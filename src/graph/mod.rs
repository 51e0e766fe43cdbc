//! In-memory graph representations and the algorithms built on them.

pub mod builder;
pub mod cycle;
pub mod list_graph;
pub mod matrix_graph;
pub mod traversal;

pub use builder::GraphBuilder;
pub use cycle::{find_cycle_edge_from, has_cycle, has_cycle_from};
pub use list_graph::ListGraph;
pub use matrix_graph::MatrixGraph;
pub use traversal::{breadth_first, depth_first, traverse, TraversalOrder};

use crate::types::{Directedness, GraphResult, VertexId, Weight};

/// The observable contract shared by [`ListGraph`] and [`MatrixGraph`].
///
/// Traversals and cycle detection are written once against this trait. Both
/// representations must agree on everything it exposes, up to neighbor order
/// and neighbor multiplicity.
pub trait Graph {
    /// Vertex identifier type.
    type Vertex: VertexId;

    /// Directedness fixed at construction.
    fn directedness(&self) -> Directedness;

    /// True when edges are ordered pairs.
    fn is_directed(&self) -> bool {
        self.directedness().is_directed()
    }

    /// True if `id` is a vertex of this graph.
    fn contains_vertex(&self, id: &Self::Vertex) -> bool;

    /// Number of vertices.
    fn vertex_count(&self) -> usize;

    /// All vertex identifiers, in insertion order.
    fn vertices(&self) -> Vec<Self::Vertex>;

    /// Insert a vertex with no edges. Fails with `DuplicateVertex`.
    fn add_vertex(&mut self, id: Self::Vertex) -> GraphResult<()>;

    /// Add an edge with the default weight. Fails with `UnknownVertex`.
    fn add_edge(&mut self, from: &Self::Vertex, to: &Self::Vertex) -> GraphResult<()>;

    /// Remove a vertex and every edge incident to it.
    fn remove_vertex(&mut self, id: &Self::Vertex) -> GraphResult<()>;

    /// Remove an edge (both directions when undirected).
    fn remove_edge(&mut self, from: &Self::Vertex, to: &Self::Vertex) -> GraphResult<()>;

    /// True if `to` is a neighbor of `from`.
    fn adjacent(&self, from: &Self::Vertex, to: &Self::Vertex) -> GraphResult<bool>;

    /// Snapshot of the neighbors of `id`, in the representation's order.
    fn neighbors(&self, id: &Self::Vertex) -> GraphResult<Vec<Self::Vertex>>;

    /// Neighbors of `id` paired with the weight of the connecting edge.
    fn weighted_neighbors(&self, id: &Self::Vertex) -> GraphResult<Vec<(Self::Vertex, Weight)>>;

    /// True when edge weights carry information worth displaying.
    fn is_weighted(&self) -> bool {
        false
    }

    /// Number of edges. An undirected edge, including a self-loop, counts once.
    fn edge_count(&self) -> usize {
        let mut entries = 0usize;
        let mut loops = 0usize;
        for v in self.vertices() {
            for n in self.neighbors(&v).unwrap_or_default() {
                entries += 1;
                if n == v {
                    loops += 1;
                }
            }
        }
        if self.is_directed() {
            entries
        } else {
            (entries + loops) / 2
        }
    }
}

▶ [What this task involves]:
Output each line of the records above exactly, beginning at the first, and stop once the line containing "this trait. Both" has been output.

▶ [Solution to the exercise]:
filename src/graph/mod.rs
repository 51e0e766fe43cdbc
//! In-memory graph representations and the algorithms built on them.

pub mod builder;
pub mod cycle;
pub mod list_graph;
pub mod matrix_graph;
pub mod traversal;

pub use builder::GraphBuilder;
pub use cycle::{find_cycle_edge_from, has_cycle, has_cycle_from};
pub use list_graph::ListGraph;
pub use matrix_graph::MatrixGraph;
pub use traversal::{breadth_first, depth_first, traverse, TraversalOrder};

use crate::types::{Directedness, GraphResult, VertexId, Weight};

/// The observable contract shared by [`ListGraph`] and [`MatrixGraph`].
///
/// Traversals and cycle detection are written once against this trait. Both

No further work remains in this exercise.